■ Records provided
****************************************

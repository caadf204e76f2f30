use axum::http::StatusCode;
use axum::response::{IntoResponse, Response};
use serde_json::json;

use espelho_core::error::CoreError;
use espelho_core::generation::{FailureKind, GenerationFailure};

/// Application-level error type for HTTP handlers.
///
/// Wraps [`CoreError`] for domain errors and adds HTTP-specific variants.
/// Implements [`IntoResponse`] to produce consistent JSON error responses.
#[derive(Debug, thiserror::Error)]
pub enum AppError {
    /// A domain-level error from `espelho_core`.
    #[error(transparent)]
    Core(#[from] CoreError),

    /// A database error from sqlx.
    #[error("Database error: {0}")]
    Database(#[from] sqlx::Error),

    /// A normalized generation failure surfaced as an HTTP error (proxy path).
    #[error("Generation failed: {}", .0.message)]
    Generation(GenerationFailure),

    /// A bad request with a human-readable message.
    #[error("Bad request: {0}")]
    BadRequest(String),

    /// An internal error with a human-readable message.
    #[error("Internal error: {0}")]
    InternalError(String),
}

/// Convenience type alias for handler return values.
pub type AppResult<T> = Result<T, AppError>;

impl IntoResponse for AppError {
    fn into_response(self) -> Response {
        if let AppError::Generation(failure) = &self {
            return generation_failure_response(failure);
        }

        let (status, code, message) = match &self {
            // --- CoreError variants ---
            AppError::Core(core) => match core {
                CoreError::NotFound { entity, id } => (
                    StatusCode::NOT_FOUND,
                    "NOT_FOUND",
                    format!("{entity} with id {id} not found"),
                ),
                CoreError::Validation(msg) => {
                    (StatusCode::BAD_REQUEST, "VALIDATION_ERROR", msg.clone())
                }
                CoreError::Conflict(msg) => (StatusCode::CONFLICT, "CONFLICT", msg.clone()),
                CoreError::Unauthorized(msg) => {
                    (StatusCode::UNAUTHORIZED, "UNAUTHORIZED", msg.clone())
                }
                CoreError::Forbidden(msg) => (StatusCode::FORBIDDEN, "FORBIDDEN", msg.clone()),
                CoreError::Internal(msg) => {
                    tracing::error!(error = %msg, "Internal core error");
                    (
                        StatusCode::INTERNAL_SERVER_ERROR,
                        "INTERNAL_ERROR",
                        "An internal error occurred".to_string(),
                    )
                }
            },

            // --- Database errors ---
            AppError::Database(err) => classify_sqlx_error(err),

            // --- HTTP-specific errors ---
            AppError::BadRequest(msg) => (StatusCode::BAD_REQUEST, "BAD_REQUEST", msg.clone()),
            AppError::InternalError(msg) => {
                tracing::error!(error = %msg, "Internal error");
                (
                    StatusCode::INTERNAL_SERVER_ERROR,
                    "INTERNAL_ERROR",
                    "An internal error occurred".to_string(),
                )
            }

            AppError::Generation(_) => unreachable!("handled above"),
        };

        let body = json!({
            "error": message,
            "code": code,
        });

        (status, axum::Json(body)).into_response()
    }
}

/// Map a normalized generation failure to an HTTP response.
///
/// Failure messages are already user-facing copy, so they travel as-is
/// (unlike raw internal errors, which are sanitized).
///
/// Quota responses have a pinned wire shape that existing clients match on:
/// `{error: "QUOTA_EXCEEDED", message, details?}`, with the copy in
/// `message` and the provider's violation metadata in `details`.
fn generation_failure_response(failure: &GenerationFailure) -> Response {
    let (status, code) = match failure.kind {
        FailureKind::ValidationError => (StatusCode::BAD_REQUEST, "VALIDATION_ERROR"),
        FailureKind::QuotaExceeded => (StatusCode::TOO_MANY_REQUESTS, "QUOTA_EXCEEDED"),
        FailureKind::SafetyBlock => (StatusCode::BAD_REQUEST, "SAFETY_BLOCK"),
        FailureKind::CopyrightBlock => (StatusCode::BAD_REQUEST, "COPYRIGHT_BLOCK"),
        FailureKind::EmptyResponse => (StatusCode::BAD_GATEWAY, "EMPTY_RESPONSE"),
        FailureKind::ProviderError => (StatusCode::BAD_GATEWAY, "PROVIDER_ERROR"),
        FailureKind::NetworkError => (StatusCode::BAD_GATEWAY, "NETWORK_ERROR"),
        FailureKind::CapabilityMismatch => (StatusCode::BAD_REQUEST, "CAPABILITY_MISMATCH"),
    };

    let mut body = if failure.kind == FailureKind::QuotaExceeded {
        json!({
            "error": code,
            "message": failure.message,
            "retriable": failure.retriable,
        })
    } else {
        json!({
            "error": failure.message,
            "code": code,
            "retriable": failure.retriable,
        })
    };
    if let Some(details) = &failure.details {
        body["details"] = details.clone();
    }

    (status, axum::Json(body)).into_response()
}

/// Classify a sqlx error into an HTTP status, error code, and message.
///
/// - `RowNotFound` maps to 404.
/// - Foreign key violations (code 23503) map to 400: the client referenced
///   an asset or job that no longer exists.
/// - Everything else maps to 500 with a sanitized message.
fn classify_sqlx_error(err: &sqlx::Error) -> (StatusCode, &'static str, String) {
    match err {
        sqlx::Error::RowNotFound => (
            StatusCode::NOT_FOUND,
            "NOT_FOUND",
            "Resource not found".to_string(),
        ),
        sqlx::Error::Database(db_err) => {
            if db_err.code().as_deref() == Some("23503") {
                return (
                    StatusCode::BAD_REQUEST,
                    "INVALID_REFERENCE",
                    "A referenced resource does not exist".to_string(),
                );
            }
            tracing::error!(error = %db_err, "Database error");
            (
                StatusCode::INTERNAL_SERVER_ERROR,
                "INTERNAL_ERROR",
                "An internal error occurred".to_string(),
            )
        }
        other => {
            tracing::error!(error = %other, "Database error");
            (
                StatusCode::INTERNAL_SERVER_ERROR,
                "INTERNAL_ERROR",
                "An internal error occurred".to_string(),
            )
        }
    }
}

****************************************

■ Exercise directions
Above are some lines. Repeat exactly, and only, those from the line that has "pub type AppResult<T> = Result<T, AppError>;" through the line that has "AppError::Core(core) => match".

■ Solution to the problem
pub type AppResult<T> = Result<T, AppError>;

impl IntoResponse for AppError {
    fn into_response(self) -> Response {
        if let AppError::Generation(failure) = &self {
            return generation_failure_response(failure);
        }

        let (status, code, message) = match &self {
            // --- CoreError variants ---
            AppError::Core(core) => match core {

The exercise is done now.